I first ironed my fabric and placed it face down, and then put the batting on top of it and added the bulletin board on top of that.  When you cut down your batting and fabric, be sure to leave a generous amount of excess on all four sides.

stackedbulletinboard

I start with opposite sides at one time.  Pull the two layers of batting and fabric together and staple to the backside of the bulletin board.  It’s best to start with a quick staple in the center and each side and then turn your board around and do the same thing with the opposite side.  This will keep your fabric pulled evenly, which is especially important if you’re working with a graphic pattern that has any kind of direction so you do not end up with crooked fabric.

stapling

Corners are the trickiest part.  I folded them in like wrapping the ends of a present, but ultimately what you really care about is that it looks as flat and neat as possible on the outside edge.

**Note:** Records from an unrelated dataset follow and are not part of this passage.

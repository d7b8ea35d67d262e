use std::sync::Arc;

use streamgate_shared::config::Config;

use crate::services::buffer::BufferManager;
use crate::services::bus::WorkflowBus;
use crate::services::directory::SessionDirectory;
use crate::services::stream_hub::StreamHub;

/// Shared state handed to every handler; constructed once at startup and
/// never recreated.
pub struct AppState {
    pub config: Arc<Config>,
    pub pod_id: String,
    pub bus: Arc<dyn WorkflowBus>,
    pub directory: Arc<dyn SessionDirectory>,
    pub streams: Arc<StreamHub>,
    pub buffers: Arc<BufferManager>,
}
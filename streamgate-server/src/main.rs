//! Entry point for the streamgate edge instance.

use anyhow::Result;
use clap::{Parser, Subcommand};
use dotenv::dotenv;

use streamgate_shared::config::Config;

/// CLI for the streamgate edge server.
#[derive(Parser)]
#[command(name = "streamgate-server")]
#[command(about = "Stateless streaming chat edge instance", long_about = None)]
struct Cli {
    #[command(subcommand)]
    command: Commands,
}

#[derive(Subcommand)]
enum Commands {
    /// Start the edge instance.
    Serve {
        /// Override SERVER_PORT from the environment.
        #[arg(long, short)]
        port: Option<u16>,
    },
}

#[tokio::main]
async fn main() -> Result<()> {
    dotenv().ok();
    let cli = Cli::parse();

    match cli.command {
        Commands::Serve { port } => {
            let mut config = Config::from_env()?;
            if let Some(port) = port {
                config.server.port = port;
            }
            streamgate_server::server::run(config).await
        }
    }
}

cornerWhen you finish all your stapling, go back with sharp scissors and trim away the excess fabric from the back to reduce bulk {you won’t want to work with this project with the fabric this short at the beginning as it’s too hard to pull taut}.

trimmededge

At this point, your bulletin board looks like this.

wrappedfabric

It’s totally up to you if you wish to hang it like this or add some sort of embellishment.  There are many options that range from the more complex like a French bulletin board treatment or a Greek key trim to the simple like I ended up doing.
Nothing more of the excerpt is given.